This post was written by Biz Source, a content creation company and is for illustration purposes only. For professional advice, please contact S & P Accounting Services.

T’is the season to be giving! Ten questions to ask yourself prior to donating

When you donate to charities you help make a positive impact on the lives of many Canadians, people around the world and on your life as well. Charities depend on our donation dollars to help Canadians and people around the world.  Yet, before you go out and support an organization, it is important carefully research the charity.  Here are the top ten questions you could ask yourself prior to donating to a charity.

1.Who can I donate to?

Although there are plenty of important causes in Canada, only registered charities can provide you with a donation receipt and thus help you reduce your taxes. The key word here is registered. Registered charities differ from not-for-profit organizations such as clubs and sporting leagues. Registered charities function under specific rules that are set out by the Canada Revenue Agency (CRA). Some of the stipulations that charities must follow include: ensuring that the money that they raise goes to charitable activities, keeping proper books and records, and sharing their financial and activity information annually with all Canadians through the CRA. There are other rules that charities must adhere to which you can read more about on the CRA website. In exchange for adhering to these stipulations, charities earn the right to a charitable registration number. This number is important to you, the donor because it makes you qualify for a tax credit.

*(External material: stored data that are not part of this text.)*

//! Weather schedule read from a `CONDITION,start,end` file.

use serde::{Deserialize, Serialize};

use super::error::LayoutError;

/// Weather conditions the schedule can name.
#[derive(Debug, Clone, Copy, PartialEq, Eq, Serialize, Deserialize)]
pub enum WeatherCondition {
    /// Dry road.
    Sunny,
    /// Passengers without umbrellas drop to priority 1.
    Raining,
}

/// One scheduled weather period, inclusive on both ends.
#[derive(Debug, Clone, Copy, PartialEq, Eq, Serialize, Deserialize)]
pub struct WeatherPeriod {
    /// Condition during the period.
    pub condition: WeatherCondition,
    /// First tick of the period.
    pub start: u32,
    /// Last tick of the period.
    pub end: u32,
}

/// Ordered weather periods and a cursor into them.
#[derive(Debug, Clone, Default, Serialize, Deserialize)]
pub struct WeatherSchedule {
    periods: Vec<WeatherPeriod>,
    index: usize,
    raining: bool,
}

impl WeatherSchedule {
    /// Builds a schedule from periods in chronological order.
    pub fn new(periods: Vec<WeatherPeriod>) -> Self {
        Self {
            periods,
            index: 0,
            raining: false,
        }
    }

    /// Reads and parses a schedule file.
    pub fn load_from_file(path: &str) -> Result<Self, LayoutError> {
        let text = std::fs::read_to_string(path)?;
        Self::parse(&text)
    }

    /// Parses `SUNNY|RAINING,start,end` lines; blank lines are skipped.
    pub fn parse(text: &str) -> Result<Self, LayoutError> {
        let mut periods = Vec::new();
        for (idx, raw) in text.lines().enumerate() {
            let line = idx + 1;
            let raw = raw.trim();
            if raw.is_empty() {
                continue;
            }
            let fields: Vec<&str> = raw.split(',').map(str::trim).collect();
            let condition = match fields[0] {
                "SUNNY" => WeatherCondition::Sunny,
                "RAINING" => WeatherCondition::Raining,
                other => {
                    return Err(LayoutError::UnknownRecord {
                        line,
                        kind: other.to_string(),
                    });
                }
            };
            let start = parse_tick(&fields, 1, line, "start")?;
            let end = parse_tick(&fields, 2, line, "end")?;
            periods.push(WeatherPeriod {
                condition,
                start,
                end,
            });
        }
        Ok(Self::new(periods))
    }

    /// `true` while the active period is rainy.
    pub fn is_raining(&self) -> bool {
        self.raining
    }

    /// Scheduled periods.
    pub fn periods(&self) -> &[WeatherPeriod] {
        &self.periods
    }

    /// Advances the schedule to `frame`.
    ///
    /// Inside the current period the condition is applied; once the frame is
    /// past its end the cursor moves to the next period on the following
    /// tick.
    ///
    /// # Returns
    ///
    /// `true` if the raining flag changed.
    pub fn update(&mut self, frame: u32) -> bool {
        let was_raining = self.raining;
        if let Some(period) = self.periods.get(self.index) {
            if (period.start..=period.end).contains(&frame) {
                self.raining = period.condition == WeatherCondition::Raining;
            } else if frame > period.end {
                self.index += 1;
            }
        }
        was_raining != self.raining
    }
}

fn parse_tick(
    fields: &[&str],
    index: usize,
    line: usize,
    field: &'static str,
) -> Result<u32, LayoutError> {
    fields
        .get(index)
        .and_then(|raw| raw.parse().ok())
        .ok_or(LayoutError::MalformedField { line, field })
}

Related: The difference between a registered charity and a non-profit organization

2. How can I find out if a charity is registered?

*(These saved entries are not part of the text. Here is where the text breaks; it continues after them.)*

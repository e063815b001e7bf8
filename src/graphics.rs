use macroquad::prelude::*;
use taxi_rush::simulation::event_log::EventColor;
use taxi_rush::simulation::leaderboard::ScoreEntry;
use taxi_rush::simulation::params::Params;
use taxi_rush::simulation::render::{Hud, RenderHint, Sprite};
use taxi_rush::simulation::world::{GameStatus, LossReason, World};

const FONT_SIZE: f32 = 22.0;

trait ToScreen {
    fn to_screen(&self, params: &Params) -> f32;
}

impl ToScreen for f64 {
    fn to_screen(&self, params: &Params) -> f32 {
        let scale = screen_height() / params.window_height as f32;
        *self as f32 * scale
    }
}

fn sprite_color(sprite: Sprite) -> Color {
    match sprite {
        Sprite::Taxi => Color::from_rgba(250, 200, 20, 255),
        Sprite::DamagedTaxi => Color::from_rgba(90, 80, 40, 255),
        Sprite::EnemyCar => Color::from_rgba(200, 30, 30, 255),
        Sprite::OtherCar => Color::from_rgba(60, 110, 220, 255),
        Sprite::Driver => Color::from_rgba(20, 20, 20, 255),
        Sprite::Passenger => Color::from_rgba(30, 160, 70, 255),
        Sprite::Flag => Color::from_rgba(240, 240, 240, 255),
        Sprite::Fireball => Color::from_rgba(255, 120, 0, 255),
        Sprite::Coin => Color::from_rgba(255, 215, 0, 255),
        Sprite::InvinciblePower => Color::from_rgba(180, 60, 220, 255),
        Sprite::Smoke => Color::from_rgba(150, 150, 150, 160),
        Sprite::Fire => Color::from_rgba(255, 70, 0, 200),
    }
}

fn event_color(color: EventColor) -> Color {
    match color {
        EventColor::Trip => GREEN,
        EventColor::Wreck => RED,
        EventColor::Power => GOLD,
        EventColor::Weather => SKYBLUE,
    }
}

pub fn draw_road(world: &World, params: &Params) {
    let background = if world.weather.is_raining() {
        Color::from_rgba(70, 75, 85, 255)
    } else {
        Color::from_rgba(105, 105, 105, 255)
    };
    clear_background(background);

    for lane in &params.lanes {
        let x = lane.to_screen(params);
        draw_line(x, 0.0, x, screen_height(), 1.0, Color::from_rgba(200, 200, 200, 60));
    }
}

pub fn draw_hints(hints: &[RenderHint], params: &Params) {
    for hint in hints {
        let x = hint.pos.x().to_screen(params);
        let y = hint.pos.y().to_screen(params);
        // Effects carry no radius.
        let radius = hint.radius.to_screen(params).max(6.0);

        let mut color = sprite_color(hint.sprite);
        if hint.translucent {
            color.a *= 0.5;
        }
        draw_circle(x, y, radius, color);

        if let Some(label) = &hint.label {
            draw_text(label, x - radius - 60.0, y, FONT_SIZE, WHITE);
        }
    }
}

pub fn draw_hud(hud: &Hud, world: &World) {
    let lines = [
        format!("Earnings: {:.2}", hud.score),
        format!("Target: {:.2}", hud.target),
        format!("Remaining frames: {}", hud.frames_remaining),
        format!("Taxi health: {:.0}", hud.taxi_health),
        format!("Driver health: {:.0}", hud.driver_health),
        format!("Passenger health: {:.0}", hud.passenger_health),
    ];
    for (i, line) in lines.iter().enumerate() {
        draw_text(line, 10.0, 24.0 + i as f32 * FONT_SIZE, FONT_SIZE, WHITE);
    }

    let mut y = 24.0 + lines.len() as f32 * FONT_SIZE + 10.0;
    if let Some(trip) = hud.trip {
        let title = if trip.ongoing {
            "Current trip:"
        } else {
            "Last trip:"
        };
        draw_text(title, 10.0, y, FONT_SIZE, WHITE);
        y += FONT_SIZE;
        draw_text(
            &format!("  Expected earnings: {:.1}", trip.earnings),
            10.0,
            y,
            FONT_SIZE,
            WHITE,
        );
        y += FONT_SIZE;
        draw_text(&format!("  Priority: {}", trip.priority), 10.0, y, FONT_SIZE, WHITE);
        y += FONT_SIZE;
        if !trip.ongoing {
            draw_text(
                &format!("  Penalty: {:.2}", trip.penalty),
                10.0,
                y,
                FONT_SIZE,
                WHITE,
            );
            y += FONT_SIZE;
        }
    }

    if let Some(frames) = hud.coin_frames {
        draw_text(
            &format!("Coin power: {frames}"),
            screen_width() - 180.0,
            24.0,
            FONT_SIZE,
            GOLD,
        );
    }

    for event in world.event_log.recent(world.frame) {
        y += FONT_SIZE;
        draw_text(
            &format!("[{}] {}", event.frame, event.description),
            10.0,
            y,
            FONT_SIZE * 0.8,
            event_color(event.color),
        );
    }
}

pub fn draw_game_over(status: GameStatus, score: f64, top_scores: &[ScoreEntry]) {
    clear_background(Color::from_rgba(20, 20, 20, 255));

    let headline = match status {
        GameStatus::Won => "You won!".to_string(),
        GameStatus::Lost(reason) => {
            let why = match reason {
                LossReason::OutOfTime => "out of time",
                LossReason::TaxiLeftRoad => "the taxi left the road",
                LossReason::DriverDied => "the driver died",
                LossReason::PassengerDied => "the passenger died",
            };
            format!("Game over: {why}")
        }
        GameStatus::Playing => String::new(),
    };

    let center_x = screen_width() / 2.0;
    let mut y = screen_height() / 3.0;
    let size = measure_text(&headline, None, 36, 1.0);
    draw_text(&headline, center_x - size.width / 2.0, y, 36.0, WHITE);
    y += 40.0;
    draw_text(&format!("Score: {score:.2}"), center_x - 80.0, y, FONT_SIZE, WHITE);
    y += 40.0;

    draw_text("Top scores", center_x - 80.0, y, FONT_SIZE, GOLD);
    for entry in top_scores {
        y += FONT_SIZE + 4.0;
        draw_text(
            &format!("{} - {:.2}", entry.name, entry.score),
            center_x - 80.0,
            y,
            FONT_SIZE,
            WHITE,
        );
    }
}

You could ask the charity for its registration number and verify its status on the List of Charities. You could also call the Charities Directorate at 1-800-267-2384.

Related:  The information that must be on an official donation receipt 

3. What can I donate?

You could donate cash, land or listed securities such as stocks to a registered charity or other qualified donees. Note that although gifts of service are valuable to charities, they don’t qualify for a tax receipt. These include donated time, skills and effort.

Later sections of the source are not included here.